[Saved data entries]
□ □ □ □
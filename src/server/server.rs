use anyhow::{Context, Result};
use std::time::Duration;

use tower_http::cors::CorsLayer;
use tower_http::services::ServeDir;
use tracing::info;

use axum::{
    extract::{rejection::JsonRejection, rejection::QueryRejection, Query, State},
    middleware,
    response::IntoResponse,
    routing::{get, post},
    Json, Router,
};
use serde::{Deserialize, Serialize};
use serde_json::{json, Value};

use super::catalog_routes::{collection_routes, parse_id};
use super::error::ApiError;
use super::upload_routes::upload_routes;
use super::{log_requests, state::*, ServerConfig};
use crate::catalog::stats::{CounterKind, StatsCounter};
use crate::catalog::{
    Banner, MhouseTrack, Repository, SettingsRepository, Track, YoutubeEntry, MASTER_PASSWORD_KEY,
};
use crate::storage::{format_timestamp, BackendMode, Collection, GuardedBackend, ResolvedBackend};
use crate::upload::UploadStore;

#[derive(Serialize)]
struct ServerStats {
    pub uptime: String,
    pub backend: BackendMode,
    pub version: &'static str,
}

fn format_uptime(duration: Duration) -> String {
    let total_seconds = duration.as_secs();

    let days = total_seconds / 86_400;
    let hours = (total_seconds % 86_400) / 3600;
    let minutes = (total_seconds % 3600) / 60;
    let seconds = total_seconds % 60;

    format!("{}d {:02}:{:02}:{:02}", days, hours, minutes, seconds)
}

#[derive(Serialize)]
#[serde(rename_all = "camelCase")]
struct MetaResponse {
    last_modified: Option<String>,
    backend: BackendMode,
}

#[derive(Deserialize, Debug)]
struct SettingQuery {
    pub key: Option<String>,
}

#[derive(Deserialize, Debug)]
struct SettingBody {
    #[serde(alias = "key_name")]
    pub key: String,
    #[serde(alias = "key_value")]
    pub value: String,
}

#[derive(Deserialize, Debug)]
struct VerifyBody {
    pub key: Option<String>,
    pub value: String,
}

#[derive(Deserialize, Debug)]
struct StatsBody {
    pub id: Value,
    #[serde(rename = "type")]
    pub kind: String,
    pub catalog: Option<String>,
}

async fn home(State(state): State<ServerState>) -> impl IntoResponse {
    let stats = ServerStats {
        uptime: format_uptime(state.start_time.elapsed()),
        backend: state.backend.mode,
        version: env!("CARGO_PKG_VERSION"),
    };
    Json(stats)
}

async fn get_meta(State(backend): State<GuardedBackend>) -> Result<Json<MetaResponse>, ApiError> {
    let last_modified = backend
        .last_modified()
        .map_err(crate::catalog::CatalogError::Backend)?;
    Ok(Json(MetaResponse {
        last_modified: last_modified.as_ref().map(format_timestamp),
        backend: backend.mode(),
    }))
}

async fn get_setting(
    State(settings): State<SettingsRepository>,
    query: Result<Query<SettingQuery>, QueryRejection>,
) -> Result<Json<Value>, ApiError> {
    let key = query?
        .0
        .key
        .filter(|k| !k.trim().is_empty())
        .ok_or_else(|| ApiError::BadRequest("Key is required".to_string()))?;
    let value = settings.get(&key)?;
    Ok(Json(json!({ "success": true, "value": value })))
}

async fn put_setting(
    State(settings): State<SettingsRepository>,
    payload: Result<Json<SettingBody>, JsonRejection>,
) -> Result<Json<Value>, ApiError> {
    let Json(body) = payload?;
    settings.put(&body.key, &body.value)?;
    info!("Updated setting {}", body.key);
    Ok(Json(json!({ "success": true })))
}

async fn verify_setting(
    State(settings): State<SettingsRepository>,
    payload: Result<Json<VerifyBody>, JsonRejection>,
) -> Result<Json<Value>, ApiError> {
    let Json(body) = payload?;
    let key = body.key.as_deref().unwrap_or(MASTER_PASSWORD_KEY);
    let valid = settings.verify(key, &body.value)?;
    Ok(Json(json!({ "success": true, "valid": valid })))
}

fn stats_target_id(id: &Value) -> Result<i64, ApiError> {
    match id {
        Value::Number(n) => n
            .as_i64()
            .ok_or_else(|| ApiError::BadRequest(format!("Invalid id: {}", n))),
        Value::String(s) => parse_id(s),
        _ => Err(ApiError::BadRequest("ID is required".to_string())),
    }
}

async fn post_stats(
    State(counter): State<StatsCounter>,
    payload: Result<Json<StatsBody>, JsonRejection>,
) -> Result<Json<Value>, ApiError> {
    let Json(body) = payload?;
    let id = stats_target_id(&body.id)?;
    let kind: CounterKind = body.kind.parse()?;
    let catalog = match body.catalog.as_deref() {
        None | Some("") => Collection::Tracks,
        Some(name) => Collection::parse(name)
            .filter(Collection::has_stats)
            .ok_or_else(|| ApiError::BadRequest(format!("Invalid catalog: {}", name)))?,
    };
    let stats = counter.increment(catalog, id, kind)?;
    Ok(Json(json!({ "success": true, "stats": stats })))
}

/// Builds the whole application router.
pub fn make_app(config: ServerConfig, backend: ResolvedBackend, uploads: UploadStore) -> Router {
    let state = ServerState::new(config.clone(), backend, uploads);
    let storage = state.backend.backend.clone();

    let api_routes: Router = Router::new()
        .route("/api/meta", get(get_meta))
        .route("/api/settings", get(get_setting).post(put_setting))
        .route("/api/settings/verify", post(verify_setting))
        .route("/api/stats", post(post_stats))
        .merge(upload_routes())
        .with_state(state.clone());

    let catalog_routes: Router = Router::new()
        .merge(collection_routes(Repository::<Track>::new(
            storage.clone(),
            Collection::Tracks,
        )))
        .merge(collection_routes(Repository::<MhouseTrack>::new(
            storage.clone(),
            Collection::Mhouse,
        )))
        .merge(collection_routes(Repository::<Banner>::new(
            storage.clone(),
            Collection::Banners,
        )))
        .merge(collection_routes(Repository::<YoutubeEntry>::new(
            storage,
            Collection::Youtube,
        )));

    let home_router: Router = match config.frontend_dir_path {
        Some(frontend_path) => {
            let static_files_service =
                ServeDir::new(frontend_path).append_index_html_on_directories(true);
            Router::new().fallback_service(static_files_service)
        }
        None => Router::new()
            .route("/", get(home))
            .with_state(state.clone()),
    };

    home_router
        .merge(api_routes)
        .merge(catalog_routes)
        .nest_service("/assets/uploads", ServeDir::new(&config.uploads_dir))
        .layer(CorsLayer::permissive())
        .layer(middleware::from_fn_with_state(state, log_requests))
}

async fn shutdown_signal() {
    if tokio::signal::ctrl_c().await.is_ok() {
        info!("Shutting down");
    }
}

pub async fn run_server(
    config: ServerConfig,
    backend: ResolvedBackend,
    uploads: UploadStore,
) -> Result<()> {
    uploads
        .init()
        .await
        .with_context(|| format!("Failed to create uploads directory {:?}", uploads.root()))?;

    let port = config.port;
    info!(
        "Serving {} catalog from {}",
        backend.mode,
        backend.backend.location()
    );
    let app = make_app(config, backend, uploads);

    let listener = tokio::net::TcpListener::bind(format!("127.0.0.1:{}", port))
        .await
        .with_context(|| format!("Failed to bind port {}", port))?;
    info!("Listening on port {}", port);

    Ok(axum::serve(listener, app)
        .with_graceful_shutdown(shutdown_signal())
        .await?)
}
□ □ □ □
* [EXERCISE DETAILS]
Pull out every line above that holds the word "match".

* [EXERCISE ANSWER]
    match id {
    let catalog = match body.catalog.as_deref() {
    let home_router: Router = match config.frontend_dir_path {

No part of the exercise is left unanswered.